29/09/2021

Pearl

 Denis Mahaffey


"...il manque toujours un petit quelque chose"
La cocotte en fonte

Elle avait pris le nom de Pearl, comme une perle. Elle dansait, vêtue d’un ensemble soyeux gris-perle, une robe qui lui collait au corps puis s’évasait jusqu’à mi-mollet ; et un gilet flottant du même tissu. Aux pieds, des escarpins à petits talons (elle était grande). Ses cheveux blond cendré étaient juste assez longs pour être retenus sur la nuque par un ruban noir en nœud papillon.

Pearl dansait.
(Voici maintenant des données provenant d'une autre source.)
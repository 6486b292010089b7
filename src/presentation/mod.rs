// Presentation layer - HTTP surface
pub mod app_state;
pub mod error;
pub mod handlers;
pub mod router;
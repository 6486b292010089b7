// Main entry point - Dependency injection and server setup
mod application;
mod domain;
mod infrastructure;
mod presentation;

use std::{net::SocketAddr, sync::Arc};
use tracing_subscriber::EnvFilter;

use crate::application::dashboard_service::DashboardService;
use crate::application::series_service::{SeriesService, share_source};
use crate::application::streaming_service::StreamingDashboardService;
use crate::infrastructure::config::load_app_config;
use crate::infrastructure::rng::StdRandomSource;
use crate::presentation::app_state::AppState;
use crate::presentation::router::router;

#[tokio::main]
async fn main() -> anyhow::Result<()> {
    // Initialize tracing (RUST_LOG overrides the default level)
    tracing_subscriber::fmt()
        .with_env_filter(
            EnvFilter::try_from_default_env().unwrap_or_else(|_| EnvFilter::new("info")),
        )
        .init();

    // Load configuration
    let config = load_app_config()?;

    // Random source (infrastructure layer)
    let source = share_source(StdRandomSource::from_seed_option(config.generator.seed));
    match config.generator.seed {
        Some(seed) => tracing::info!("Generating reproducible data from seed {}", seed),
        None => tracing::info!("Generating data from OS entropy"),
    }

    // Create services (application layer)
    let series_service = SeriesService::new(source);
    let dashboard_service = DashboardService::new(series_service.clone(), config.dashboard);
    let streaming_service =
        StreamingDashboardService::new(dashboard_service.clone(), config.generator);

    // Create application state
    let state = Arc::new(AppState {
        series_service,
        dashboard_service,
        streaming_service,
    });

    // Build router (presentation layer)
    let app = router(state);

    // Start server
    let addr: SocketAddr = config.server.bind.parse()?;
    tracing::info!("Starting factory-insights service on {}", addr);

    axum::serve(tokio::net::TcpListener::bind(addr).await?, app).await?;

    Ok(())
}
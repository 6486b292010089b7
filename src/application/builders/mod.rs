// Shaped series builders, one per series family
pub mod anomalies;
pub mod correlation;
pub mod costs;
pub mod departments;
pub mod features;
pub mod power;
pub mod predictions;
pub mod trend;

pub use anomalies::build_anomaly_series;
pub use correlation::build_correlation_series;
pub use costs::{aggregate_quarters, build_cost_series};
pub use departments::build_department_efficiency;
pub use features::build_feature_importance;
pub use power::build_power_series;
pub use predictions::build_prediction_series;
pub use trend::build_trend_series;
Nous étions une trentaine dans un appartement au dernier étage d’un immeuble à l’angle de la place et du quai Saint-Michel. Les hautes fenêtres mansardées avaient vue sur la place, ou sur la Seine et Notre Dame.
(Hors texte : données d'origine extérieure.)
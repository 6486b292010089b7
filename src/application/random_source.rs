// Randomization primitives and the injectable random source
//
// Builders never reach for a global generator: every draw goes through a
// `RandomSource` handed in by the caller, so a seeded source makes any series
// reproducible.

/// A stream of uniform draws in `[0, 1)`.
pub trait RandomSource: Send {
    fn next_unit(&mut self) -> f64;
}

impl<R: RandomSource + ?Sized> RandomSource for &mut R {
    fn next_unit(&mut self) -> f64 {
        (**self).next_unit()
    }
}

impl<R: RandomSource + ?Sized> RandomSource for Box<R> {
    fn next_unit(&mut self) -> f64 {
        (**self).next_unit()
    }
}

/// Uniform value in `[min, max]`, rounded to `decimals` places.
///
/// `min <= max` is a precondition; request validation guarantees it for
/// every caller inside the crate.
pub fn random_in_range<R: RandomSource + ?Sized>(
    rng: &mut R,
    min: f64,
    max: f64,
    decimals: u32,
) -> f64 {
    let value = rng.next_unit() * (max - min) + min;
    round_to(value, decimals)
}

/// Signed delta of at most `max_percent` percent of `base_value`.
///
/// Used additively: `value = base + fluctuate(rng, base, pct)`.
pub fn fluctuate<R: RandomSource + ?Sized>(rng: &mut R, base_value: f64, max_percent: f64) -> f64 {
    let percent = random_in_range(rng, -max_percent, max_percent, 1);
    base_value * (percent / 100.0)
}

/// Multiply-round-divide rounding.
pub fn round_to(value: f64, decimals: u32) -> f64 {
    let multiplier = 10f64.powi(decimals as i32);
    (value * multiplier).round() / multiplier
}

/// Replays a fixed list of unit draws, cycling when exhausted.
#[cfg(test)]
pub struct SequenceSource {
    values: Vec<f64>,
    index: usize,
}

#[cfg(test)]
impl SequenceSource {
    pub fn new(values: Vec<f64>) -> Self {
        assert!(!values.is_empty());
        Self { values, index: 0 }
    }

    /// Every draw lands in the middle of its range, so all noise is zero.
    pub fn midpoint() -> Self {
        Self::new(vec![0.5])
    }
}

#[cfg(test)]
impl RandomSource for SequenceSource {
    fn next_unit(&mut self) -> f64 {
        let value = self.values[self.index % self.values.len()];
        self.index += 1;
        value
    }
}

#[cfg(test)]
mod tests {
    use super::*;
    use crate::infrastructure::rng::StdRandomSource;

    #[test]
    fn test_random_in_range_endpoints() {
        let mut rng = SequenceSource::new(vec![0.0, 0.5, 0.9999]);
        assert_eq!(random_in_range(&mut rng, 10.0, 20.0, 0), 10.0);
        assert_eq!(random_in_range(&mut rng, 10.0, 20.0, 0), 15.0);
        assert_eq!(random_in_range(&mut rng, 10.0, 20.0, 0), 20.0);
    }

    #[test]
    fn test_random_in_range_decimals() {
        let mut rng = SequenceSource::new(vec![0.123456]);
        assert_eq!(random_in_range(&mut rng, 0.0, 1.0, 2), 0.12);
        assert_eq!(random_in_range(&mut rng, 0.0, 10.0, 1), 1.2);
    }

    #[test]
    fn test_random_in_range_stays_inside() {
        let mut rng = StdRandomSource::seeded(7);
        for _ in 0..1000 {
            let value = random_in_range(&mut rng, -3.5, 8.25, 2);
            assert!((-3.5..=8.25).contains(&value), "{value} escaped the range");
        }
    }

    #[test]
    fn test_fluctuate_bounds() {
        let mut rng = StdRandomSource::seeded(11);
        for base in [0.0, 1.0, 45.0, 5000.0] {
            for pct in [0.0, 5.0, 15.0, 20.0] {
                for _ in 0..200 {
                    let delta = fluctuate(&mut rng, base, pct);
                    assert!(delta.abs() <= base * pct / 100.0 + 1e-9);
                }
            }
        }
    }

    #[test]
    fn test_fluctuate_extremes() {
        let mut rng = SequenceSource::new(vec![0.0, 0.5]);
        assert_eq!(fluctuate(&mut rng, 200.0, 15.0), -30.0);
        assert_eq!(fluctuate(&mut rng, 200.0, 15.0), 0.0);
    }

    #[test]
    fn test_boxed_source_forwards() {
        let mut boxed: Box<dyn RandomSource> = Box::new(SequenceSource::new(vec![0.25]));
        assert_eq!(random_in_range(&mut boxed, 0.0, 100.0, 0), 25.0);
    }
}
Una, qui nous recevait, était Irlandaise, mariée à un fonctionnaire international, et elle aimait tenir salon, sous forme de soirée dansante, et buvante, et surtout parlante. « Ma mère me disait que les invités devaient trouver chez moi pas seulement les gens qu’ils aimaient y trouver, mais aussi ceux qu’ils auraient aimé mais ne s’attendaient pas à voir. » J’y ai rencontré la romancière anglaise Olivia Manning et le romancier irlando-canadien Brian Moore, avec qui je partageais la même ville natale. Elle lui a dit « Chaque fois que je dois commencer un livre je me sens revenue à l’adolescence. Pas vous ? »
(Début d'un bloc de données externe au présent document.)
// Consumption forecast around the current month
use crate::application::random_source::{RandomSource, fluctuate};
use crate::application::requests::PredictionRequest;
use crate::application::time_labels::month_label;
use crate::domain::bounds::clamp_all;
use crate::domain::error::{GeneratorError, MAX_POINTS};
use crate::domain::series::PredictionPoint;
use chrono::NaiveDateTime;

const PREDICTED_SPREAD_PERCENT: f64 = 1.0;
const OPTIMIZED_SPREAD_PERCENT: f64 = 0.4;

fn month_offset(name: &'static str, months: usize) -> Result<i32, GeneratorError> {
    i32::try_from(months).map_err(|_| GeneratorError::TooManyPoints {
        name,
        value: months,
        max: MAX_POINTS,
    })
}

/// `past_months` of history followed by `future_months` starting at the
/// current month. Only history carries an `actual` value.
pub fn build_prediction_series<R: RandomSource + ?Sized>(
    rng: &mut R,
    request: &PredictionRequest,
    now: NaiveDateTime,
) -> Result<Vec<PredictionPoint>, GeneratorError> {
    request.validate()?;

    let past = month_offset("past_months", request.past_months)?;
    let future = month_offset("future_months", request.future_months)?;

    let points = (-past..future)
        .map(|offset| {
            let monthly_base = request.base_value
                + request.drift_per_month * f64::from(offset)
                + fluctuate(rng, request.base_value, request.variance_percent);
            let predicted = monthly_base + fluctuate(rng, monthly_base, PREDICTED_SPREAD_PERCENT);
            let optimized = monthly_base * request.optimized_ratio
                + fluctuate(rng, monthly_base, OPTIMIZED_SPREAD_PERCENT);

            PredictionPoint {
                month: month_label(now, offset),
                actual: (offset < 0).then(|| monthly_base.round()),
                predicted: predicted.round(),
                optimized: optimized.round(),
            }
        })
        .collect::<Vec<_>>();

    tracing::debug!("Generated prediction window of {} months", points.len());
    Ok(clamp_all(points))
}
Pearl dansait. Una la regardait. Pearl dansait bien. Ou, pas « bien », mais plutôt comme si… Comme si, au lieu de choisir ses mouvements, ou réagir aux autres danseurs, elle était mue par un vent qui soufflait en elle. Parfois une brise qui la laissait presque immobile, les doigts tremblant comme des feuilles ; parfois un bon vent qui la portait impérieusement à travers la piste de danse ; parfois une bourrasque l’électrisait, secouant sa tête, son torse, ses bras.

Pearl était australienne. C’est David, arrivé d’Australie à Paris, où il est resté quelques années avant de repartir aux Etats Unis, qui l’avait amenée à la soirée. Il était grand et large, par le corps et par la personnalité, avec des cheveux trop absolument blonds pour être vrais. Il donnait des cours d’anglais ; il venait aussi de camper, dans une production de Tannhäuser à l’Opéra, une Vénus extravagante, couverte de diamants et de fourrures et avec une perruque de cinquante centimètres de haut sur la tête, comme un amoncellement de choux à la crème. C’était un fêtard, capable de lancer une beuverie le dimanche après-midi qui durerait jusqu’à… pas d’heure.

Il avait l’esprit taquin et féroce. Derrière mon dos (mais devant d’autres qui se sont dépêchés de me l’apprendre) il m’appelait « Brenda », surnom irlandais attribué par des anti-royalistes à la Reine d’Angleterre. Nous n’étions, c’est vrai, pas tellement amis : il devait me trouver fade, lui qui était excessif en tout. Avec des amis à Londres il avait monté un spectacle pour lequel ils étaient habillés en religieuses. Ils avaient quitté une répétition en gardant les bures et cornettes, pour se rendre dans un café de la King’s Road. Même dans cette rue d’un dévergondé chic ils avaient choqué, assis les jambes écartées à une terrasse, buvant leurs demis, fumant et s’esclaffant.

Et dans l’appartement d’Una, sous les toits du Quartier Latin, Pearl dansait, transie, les yeux fermés, attentive au vent qui l’accompagnait.

David m’avait détaillé le parcours poignant, difficile, périlleux de Pearl, ses passé et présent chirurgicaux et médicamenteux.  Il était devenu presque sérieux, sa verve amortie par le drame qu’il racontait.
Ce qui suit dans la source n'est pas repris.